HTML and LaTeX Matrix Representations

Description

  • toHTML returns an HTML representation of a matrix and, optionally, shows the result in the browser. If you decide to view the result in a browser then the HTML will be written to a temporary file and utils::browseURL() will be called

  • toLatex returns a LaTeX representation of a matrix, but supports just a small subset of style options

  • toHTMLorLatex returns an HTML or LaTeX representation of a matrix, depending if exams2pdf is in the call list or not

Usage

## S3 method for class 'html_matrix'
toHTML(x, browser = FALSE, ...)

## S3 method for class 'html_matrix'
toLatex(object, ...)

toHTMLorLatex(x, ...)

Arguments

x, object

html_matrix object

browser

logical: show the HTML in a browser (default: FALSE)

...

further parameters to utils::browseURL()

Value

character

Examples

library("tools")
m    <- matrix(1:12, ncol=4)
hm   <- html_matrix(m)
if (interactive()) html <- toHTML(hm, browser=TRUE)
toHTML(hm)
toLatex(hm)

LaTeX Representation of a Polynomial

Description

Returns a LaTeX representation of the polynomial.

Usage

## S3 method for class 'polynomial'
toLatex(
  object,
  digits = TRUE,
  decreasing = FALSE,
  variable = "x",
  simplify = TRUE,
  tol = 1e-09,
  ...
)

Arguments

object

polynomial

digits

numeric or logical: how to convert to text (default: NA)

decreasing

logical: order of the terms by increasing or decreasing powers (default: FALSE)

variable

character: name of variable used (default: "x")

simplify

logical: should the polynomial representation be simplified (default: TRUE)

tol

numeric: tolerance (default: 1e-9).
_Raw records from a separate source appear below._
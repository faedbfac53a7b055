//! Configuration management for contactbook.
//!
//! Settings for the service and the client, layered with figment: built-in
//! defaults, then a TOML file, then `CONTACTBOOK_` environment variables.

use std::net::{IpAddr, SocketAddr};
use std::path::PathBuf;

use figment::{
    providers::{Env, Format, Serialized, Toml},
    Figment,
};
use serde::{Deserialize, Serialize};

use crate::error::{Error, Result};

/// Default configuration file name.
const CONFIG_FILE_NAME: &str = "config.toml";

/// Default data directory name.
const DATA_DIR_NAME: &str = "contactbook";

/// Default database file name.
const DATABASE_FILE_NAME: &str = "contacts.db";

/// Prefix of environment variables that override configuration.
const ENV_PREFIX: &str = "CONTACTBOOK_";

/// Application configuration.
///
/// Configuration is loaded from (in order of precedence, highest first):
/// 1. Environment variables (prefixed with `CONTACTBOOK_`, sections split on `__`)
/// 2. TOML config file at `~/.config/contactbook/config.toml`
/// 3. Default values
#[derive(Debug, Clone, Default, PartialEq, Serialize, Deserialize)]
#[serde(default)]
pub struct Config {
    /// HTTP server configuration.
    pub server: ServerConfig,
    /// Storage configuration.
    pub storage: StorageConfig,
    /// Seed configuration.
    pub seed: SeedConfig,
    /// Client configuration.
    pub client: ClientConfig,
}

/// HTTP server configuration.
#[derive(Debug, Clone, PartialEq, Serialize, Deserialize)]
#[serde(default)]
pub struct ServerConfig {
    /// Interface to listen on.
    pub host: String,
    /// Port to listen on.
    pub port: u16,
    /// Origins allowed to call the API from a browser. `*` allows any.
    pub cors_allowed_origins: Vec<String>,
}

/// Storage-related configuration.
#[derive(Debug, Clone, Default, PartialEq, Serialize, Deserialize)]
#[serde(default)]
pub struct StorageConfig {
    /// Path to the database file.
    /// Defaults to `~/.local/share/contactbook/contacts.db`
    pub database_path: Option<PathBuf>,
}

/// Seed-related configuration.
#[derive(Debug, Clone, PartialEq, Serialize, Deserialize)]
#[serde(default)]
pub struct SeedConfig {
    /// Insert the sample contacts on `serve` when the store is empty.
    pub enabled: bool,
}

/// Client-related configuration.
#[derive(Debug, Clone, PartialEq, Serialize, Deserialize)]
#[serde(default)]
pub struct ClientConfig {
    /// URL of the contacts collection endpoint.
    pub api_url: String,
    /// Table rows shown per page.
    pub rows_per_page: usize,
}

impl Default for ServerConfig {
    fn default() -> Self {
        Self {
            host: "127.0.0.1".to_string(),
            port: 5000,
            cors_allowed_origins: vec!["*".to_string()],
        }
    }
}

impl Default for SeedConfig {
    fn default() -> Self {
        Self { enabled: true }
    }
}

impl Default for ClientConfig {
    fn default() -> Self {
        Self {
            api_url: "http://localhost:5000/contacts".to_string(),
            rows_per_page: 5,
        }
    }
}

impl Config {
    /// Load using `config_path` instead of the default file, if given.
    ///
    /// A missing file is not an error; defaults and environment still apply.
    ///
    /// # Errors
    ///
    /// Returns an error if configuration loading or parsing fails.
    pub fn load_from(config_path: Option<PathBuf>) -> Result<Self> {
        let config_file = config_path.unwrap_or_else(Self::default_config_path);

        let figment = Figment::new()
            .merge(Serialized::defaults(Config::default()))
            .merge(Toml::file(&config_file))
            .merge(Env::prefixed(ENV_PREFIX).split("__"));

        let config: Config = figment.extract()?;
        config.validate()?;
        Ok(config)
    }

    /// `<config dir>/contactbook/config.toml`.
    #[must_use]
    pub fn default_config_path() -> PathBuf {
        dirs::config_dir()
            .unwrap_or_else(|| PathBuf::from(".config"))
            .join(DATA_DIR_NAME)
            .join(CONFIG_FILE_NAME)
    }

    /// `<local data dir>/contactbook`, home of the default database.
    #[must_use]
    pub fn default_data_dir() -> PathBuf {
        dirs::data_local_dir()
            .unwrap_or_else(|| PathBuf::from(".local/share"))
            .join(DATA_DIR_NAME)
    }

    /// Check values that deserialize fine but cannot be used.
    ///
    /// # Errors
    ///
    /// Returns an error if any configuration values are invalid.
    pub fn validate(&self) -> Result<()> {
        if self.server.host.trim().is_empty() {
            return Err(Error::ConfigValidation {
                message: "server.host must not be empty".to_string(),
            });
        }

        if self.client.rows_per_page == 0 {
            return Err(Error::ConfigValidation {
                message: "client.rows_per_page must be greater than 0".to_string(),
            });
        }

        let url = reqwest::Url::parse(&self.client.api_url).map_err(|e| Error::ConfigValidation {
            message: format!("invalid client.api_url {}: {e}", self.client.api_url),
        })?;
        if !matches!(url.scheme(), "http" | "https") {
            return Err(Error::ConfigValidation {
                message: format!("client.api_url must be http or https, got {}", url.scheme()),
            });
        }

        Ok(())
    }

    /// The configured database file, or `contacts.db` in the data directory.
    #[must_use]
    pub fn database_path(&self) -> PathBuf {
        self.storage
            .database_path
            .clone()
            .unwrap_or_else(|| Self::default_data_dir().join(DATABASE_FILE_NAME))
    }

    /// Resolve the address the server listens on.
    ///
    /// # Errors
    ///
    /// Returns an error if `server.host` is not an IP address.
    pub fn bind_addr(&self) -> Result<SocketAddr> {
        let host = if self.server.host == "localhost" {
            "127.0.0.1"
        } else {
            self.server.host.as_str()
        };
        let ip: IpAddr = host.parse().map_err(|_| Error::ConfigValidation {
            message: format!("server.host is not an IP address: {}", self.server.host),
        })?;
        Ok(SocketAddr::new(ip, self.server.port))
    }
}
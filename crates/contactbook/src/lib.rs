//! `contactbook` - A small contact-management REST service and its client
//!
//! This library provides the contact store, the HTTP API over it, the
//! startup seed step, and a client with a pure state reducer and plain-text
//! presentation.

#![warn(missing_docs)]
#![warn(missing_debug_implementations)]
#![deny(unsafe_code)]

pub mod api;
pub mod cli;
pub mod client;
pub mod config;
pub mod contact;
pub mod error;
pub mod logging;
pub mod seed;
pub mod storage;

pub use api::{build_router, AppState};
pub use client::{ContactApi, ContactBook, HttpContactApi};
pub use config::Config;
pub use contact::{Contact, ContactField, ContactFields};
pub use error::{Error, Result};
pub use logging::init_logging;
pub use seed::{seed_if_empty, SeedOutcome};
pub use storage::ContactStore;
A negative value will keep zeros and ones too, but:

  • If a coefficient is smaller than tol then zero terms are not kept

  • If a absolute value of coefficient minus one is smaller than tol then coefficient is not kept

...

unused parameters

Value

A character

Examples

p <- polynomial(c(-1,0,2)/3)
toLatex(p, 4)
toLatex(p, FALSE)
toLatex(p, TRUE)
toLatex(p, variable="z")
toLatex(p, decreasing=TRUE)
p <- polynomial(c(0,1,2)/3)
toLatex(p)
toLatex(p, tol=-1)

Tooltip

Description

Adds a text tooltip to the HTML matrix.

Usage

tooltip(x, tooltip = NULL)

add_tooltip(x, tooltip = NULL)

Arguments

x

an html_matrix object

tooltip

character: text to show (default: NULL)

Value

An html_matrix object

Examples

library("magrittr")
library("tools")
m    <- matrix(1:12, ncol=4)
hm   <- html_matrix_sk(m, title='', fmt=rep("%f", ncol(m))) %>% 
          add_tooltip(sprintf("Table has %0.f rows and %0.f columns", nrow(.), ncol(.)))
if (interactive()) html <- toHTML(hm, browser=TRUE)

toRMarkdown

Description

Conversion to R Markdown.

Usage

toRMarkdown(txt)

Arguments

txt

character: vector with lines of Moodle Markdown

Value

Lines with RMarkdown

Examples

txt <- c("[image]\n",
         "Ein Paar hat 8 gute Bekannte, von denen die beiden 5 zum Essen einladen möchten.",
         "Wie viele verschiedene Reihenfolgen des Eintreffens der eingeladenen 5 Gäste gibt es?\n",
         ": 56",
         "; 120",
         "; 336",
         "; 2002",
         "; 6720",
         "; 32768",
         "; 40320",
         "; Keine Antwort ist richtig")
toRMarkdown(txt)

Text Representation of a Polynomial

Description

Creates a text representation for a polynomial, in the following scenarios:

  • if digits is TRUE then as.character(.) is used

  • if digits is FALSE then ./. is used

  • if digits is numeric then as.character(round(., digits)) is used

Usage

## S3 method for class 'polynomial'
toString(
  x,
  digits = TRUE,
  decreasing = FALSE,
  variable = "x",
  simplify = TRUE,
  tol = 1e-09,
  ...
)

Arguments

x

polynomial: vector of coefficients (first is intercept)

digits

numeric or logical: how to convert to text (default: NA)

decreasing

logical: order of the terms by increasing or decreasing powers (default: FALSE)

variable

character: name of the variable used (default: "x")

simplify

logical: should the polynomial representation be simplified (default: TRUE)

tol

numeric: tolerance (default: 1e-9). A negative value will keep zeros and ones too, but:

  • If a coefficient is smaller than tol then zero terms are not kept.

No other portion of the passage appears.